Immunoelectron microscopic location of tryptophanyl-tRNA synthetase in mammalian, prokaryotic and archaebacterial cells.

Monoclonal antibody Am1 against conservative epitope of tryptophanyl-tRNA synthetase (WRS) was labeled with colloidal gold particles and used to localize the enzyme on ultrathin sections of eubacteria (Escherichia coli), archaebacteria (Methanococcus halophilus), rat pancreas tissue and rat fibroblasts (cell line RAT1). In all cell types immunoelectron microscopy revealed predominant cytoplasmic location of gold particles, as this could be expected from known biochemical data. In particular, in mammalian cells intensive labeling was observed in cytoplasmic regions rich in polysomes and free ribosomes. At the same time, the label was virtually absent in cytoplasmic regions where microfilament bundles were present. Significant concentrations of gold particles were found in mitochondria and nuclei. In the latter case, gold particles were located over diffuse chromatin regions and were virtually absent over compact chromatin. The density of diffuse chromatin in labeling may amount to about 50% of that found in the cytoplasm.
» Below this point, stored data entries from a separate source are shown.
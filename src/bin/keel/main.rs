//! Keel CLI - a build orchestrator for monorepos

use anyhow::Result;
use clap::Parser;
use tracing_subscriber::EnvFilter;

use keel::build::build_graph::BuildGraphError;
use keel::core::errors::ConfigError;
use keel::core::label::LabelError;
use keel::util::diagnostic::{emit, suggestions, Diagnostic};
use keel::GlobalContext;

mod cli;
mod commands;

use cli::{Cli, Commands};

fn main() {
    let cli = Cli::parse();
    let color = !cli.no_color;

    if let Err(e) = run(cli) {
        emit(&to_diagnostic(&e), color);
        std::process::exit(1);
    }
}

fn run(cli: Cli) -> Result<()> {
    // KEEL_LOG overrides the default filter
    let default_filter = if cli.verbose { "keel=debug" } else { "keel=info" };
    let filter = EnvFilter::try_from_env("KEEL_LOG").unwrap_or_else(|_| EnvFilter::new(default_filter));

    tracing_subscriber::fmt()
        .with_env_filter(filter)
        .with_target(false)
        .without_time()
        .with_ansi(!cli.no_color)
        .with_writer(std::io::stderr)
        .init();

    let mut ctx = GlobalContext::new()?;
    ctx.set_verbose(cli.verbose);
    ctx.set_color(!cli.no_color);

    match cli.command {
        Commands::Build(args) => commands::build::execute(&ctx, args),
        Commands::Run(args) => commands::run::execute(&ctx, args),
        Commands::Test(args) => commands::test::execute(&ctx, args),
        Commands::List(args) => commands::list::execute(&ctx, args),
        Commands::Affected(args) => commands::affected::execute(&ctx, args),
        Commands::Fix(args) => commands::fix::execute(&ctx, args),
        Commands::Deps(args) => commands::deps::execute(&ctx, args),
        Commands::Graph(args) => commands::graph::execute(&ctx, args),
        Commands::Deploy(args) => commands::deploy::execute(&ctx, args),
        Commands::Init(args) => commands::init::execute(&ctx, args),
        Commands::Completions(args) => commands::completions::execute(args),
    }
}

fn to_diagnostic(err: &anyhow::Error) -> Diagnostic {
    if let Some(config) = err.downcast_ref::<ConfigError>() {
        return config.to_diagnostic();
    }
    match err.downcast_ref::<BuildGraphError>() {
        Some(BuildGraphError::Config(config)) => return config.to_diagnostic(),
        Some(cycle @ BuildGraphError::Cycle { .. }) => {
            return Diagnostic::error(cycle.to_string()).with_suggestion(suggestions::CYCLE)
        }
        _ => {}
    }
    if let Some(label) = err.downcast_ref::<LabelError>() {
        return Diagnostic::error(label.to_string());
    }
    Diagnostic::error(format!("{:#}", err))
}
//! `keel affected` command

use anyhow::Result;

use crate::cli::AffectedArgs;
use keel::ops::affected;
use keel::util::config::MessageFormat;
use keel::GlobalContext;

pub fn execute(ctx: &GlobalContext, args: AffectedArgs) -> Result<()> {
    let ws = ctx.workspace()?;
    let shell = super::shell(ctx, MessageFormat::Human);

    let files: Vec<_> = args.files.iter().map(|f| ctx.resolve_path(f)).collect();
    for name in affected(&ws, &files)? {
        shell.print(name);
    }

    Ok(())
}
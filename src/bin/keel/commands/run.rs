//! `keel run` command

use std::sync::Arc;

use anyhow::{bail, Result};

use crate::cli::RunArgs;
use keel::ops::keel_build::BuildOptions;
use keel::ops::keel_run::run;
use keel::ops::resolve_target;
use keel::util::config::MessageFormat;
use keel::util::diagnostic::suggestions;
use keel::util::shell::Status;
use keel::GlobalContext;

pub fn execute(ctx: &GlobalContext, args: RunArgs) -> Result<()> {
    let ws = ctx.workspace()?;
    let config = ctx.config(&ws);
    let shell = super::shell(ctx, MessageFormat::Human);

    let label = resolve_target(&ws, &args.target, ctx.cwd())?;
    shell.status(Status::Building, label);

    let opts = BuildOptions {
        jobs: args.jobs.filter(|&jobs| jobs > 0).or(config.jobs()),
        fail_fast: config.fail_fast(),
        progress: !ctx.is_verbose(),
    };

    let result = super::runtime()?.block_on(run(Arc::clone(&ws), label, &args.args, ctx.cwd(), &opts))?;
    if !result.is_success() {
        super::build::report(&shell, &result);
        bail!("build failed\n{}", suggestions::BUILD_FAILED);
    }
    Ok(())
}
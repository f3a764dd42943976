//! `keel deploy` command

use anyhow::Result;

use crate::cli::DeployArgs;
use keel::ops::{deploy, resolve_target};
use keel::util::config::MessageFormat;
use keel::util::shell::Status;
use keel::GlobalContext;

pub fn execute(ctx: &GlobalContext, args: DeployArgs) -> Result<()> {
    let ws = ctx.workspace()?;
    let shell = super::shell(ctx, MessageFormat::Human);

    let label = resolve_target(&ws, &args.target, ctx.cwd())?;
    shell.status(Status::Deploying, label);
    deploy(&ws, label)?;
    shell.status(Status::Finished, format!("deployed {}", label));

    Ok(())
}
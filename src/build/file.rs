//! File handles.
//!
//! A [`File`] is a path relative to a root directory. Keeping the two
//! apart lets a step rebase a source file into the output tree while
//! preserving its relative location (`<root>/libs/ui/a.ts` becomes
//! `<dist>/libs/ui/a.ts`).

use std::path::{Path, PathBuf};

use serde::{Deserialize, Serialize};

use crate::util::fs::{lexical_normalize, relative_path};

#[derive(Debug, Clone, PartialEq, Eq, Hash, PartialOrd, Ord, Serialize, Deserialize)]
pub struct File {
    root: PathBuf,
    path: PathBuf,
    #[serde(default)]
    is_directory: bool,
}

impl File {
    pub fn new(path: impl Into<PathBuf>, root: impl Into<PathBuf>) -> Self {
        File {
            root: root.into(),
            path: path.into(),
            is_directory: false,
        }
    }

    pub fn directory(path: impl Into<PathBuf>, root: impl Into<PathBuf>) -> Self {
        File {
            root: root.into(),
            path: path.into(),
            is_directory: true,
        }
    }

    /// The same relative path under a different root.
    pub fn rebase(&self, root: impl Into<PathBuf>) -> Self {
        File {
            root: root.into(),
            path: self.path.clone(),
            is_directory: self.is_directory,
        }
    }

    pub fn root(&self) -> &Path {
        &self.root
    }

    /// Path relative to [`root`](Self::root).
    pub fn path(&self) -> &Path {
        &self.path
    }

    pub fn is_directory(&self) -> bool {
        self.is_directory
    }

    pub fn absolute_path(&self) -> PathBuf {
        lexical_normalize(&self.root.join(&self.path))
    }

    /// Directory containing the file, absolute.
    pub fn absolute_directory(&self) -> PathBuf {
        let absolute = self.absolute_path();
        match absolute.parent() {
            Some(parent) => parent.to_path_buf(),
            None => absolute,
        }
    }

    /// Directory containing the file, relative to the root.
    pub fn parent_directory(&self) -> PathBuf {
        self.path
            .parent()
            .map(Path::to_path_buf)
            .unwrap_or_default()
    }

    /// Extension including the leading dot, or an empty string.
    pub fn extension(&self) -> String {
        self.path
            .extension()
            .map(|ext| format!(".{}", ext.to_string_lossy()))
            .unwrap_or_default()
    }

    pub fn path_relative_to(&self, root: &Path) -> PathBuf {
        if self.root == root {
            return self.path.clone();
        }
        relative_path(root, &self.absolute_path())
    }
}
Distribution of labeled antibodies over E. coli cells looks rather similar to that found for M. halophilus: gold particles are preferably concentrated over the cytoplasm and "boundary zone", i.e., a 30 nm wide cytoplasmic zone adjacent to the nucleoid border, while the label over nucleoid is virtually absent. Two main conclusions are drawn: (i) although in the animal cell homogenates WRS is recovered mainly as a soluble cytosolic enzyme, in intact cells it is associated with defined cellular organelles and compartments; this may be an evolutionarily acquired feature probably typical for multicellular organisms; (ii) the considerable density of labeling in diffuse (not compact) chromatin regions may be indicative of WRS involvement in the active chromatin functions (transcription, processing, transfer of gene products, etc.).